I have to say, I think you've missed both Harvest's point and the distinction that's taken ten pages to establish. Yes, it's all part of the experience, but there's no reason why we can't sensibly distinguish the elements of that experience as interactive or passive. On a sliding scale between binary oppositions, if you prefer, but still determinable.

At the passive end you have the script, the backstory, the setting, the FMV rewards, what have you. At the interactive end you have the gameplay, the actions, the rules of the game, the run / jump / drive nitty-gritty.

So far, it's been easy to look at the passive elements and ascribe qualities like "childish" or "mature". This is where a large part of the context and the cultural baggage sits, and where literary / cinematic conventions are readily employed for the purpose of narrative.

But when I look at what I get out of good gameplay, the abstract activity I engage in has far more in common with (say) physical sport, or boardgaming, or playing cards, than with films and books. JP's comments about getting frantic in Elite remind me more of the kind of emotional highs and lows you feel when playing a team sport or gambling for real money at Poker. We've all heard about those barriers under the table to stop Chess Grandmasters kicking each other. I think playing games is vital to the human experience; it is as subject to emotional investment as anything else we do; and it is being both misunderstood and belittled when somebody asks why videogames can't "do a Pride And Prejudice".

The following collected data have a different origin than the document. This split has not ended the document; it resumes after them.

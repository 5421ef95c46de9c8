//! # Parallel Sampling
//!
//! $$
//! \{x_k\}_{k=1}^{N}=\bigcup_{c=0}^{\lceil N/B\rceil-1}\{x_k\}_{k\in\text{chunk}_c}
//! $$
//!
//! Trials are split into fixed-size chunks, each with its own RNG derived from the base seed,
//! so the output only depends on `(seed, chunk_size)` and never on the thread count.

use rand::rngs::StdRng;
use rand::SeedableRng;
use rayon::prelude::*;

use super::budget::Deadline;
use crate::error::Result;

fn chunk_seed(seed: u64, chunk: usize) -> u64 {
  seed ^ (chunk as u64 + 1).wrapping_mul(0x9E37_79B9_7F4A_7C15)
}

/// Draw `total` samples with `draw`, chunk by chunk across the rayon pool.
///
/// The deadline is checked before each chunk starts.
pub(crate) fn sample_chunks<T, F>(
  total: usize,
  chunk_size: usize,
  seed: u64,
  deadline: &Deadline,
  draw: F,
) -> Result<Vec<T>>
where
  T: Send,
  F: Fn(&mut StdRng) -> T + Sync + Send,
{
  let chunk_size = chunk_size.max(1);
  let n_chunks = total.div_ceil(chunk_size);

  let chunks = (0..n_chunks)
    .into_par_iter()
    .map(|c| {
      deadline.check()?;
      let len = chunk_size.min(total - c * chunk_size);
      let mut rng = StdRng::seed_from_u64(chunk_seed(seed, c));
      Ok((0..len).map(|_| draw(&mut rng)).collect::<Vec<T>>())
    })
    .collect::<Result<Vec<_>>>()?;

  Ok(chunks.into_iter().flatten().collect())
}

To show how inappropriate the question is, just turn it on its head: why did Jane Austen never write anything that makes me punch the air with a spontaneous "Yessss! Eat that!" ?

I do believe there are still many innovations to come, and we've only scratched the surface of using our machines for play. I also have a little theory about how the technology has greatly advanced the roleplaying aspect (in its truest sense) of many modern games. But I've gone on long enough.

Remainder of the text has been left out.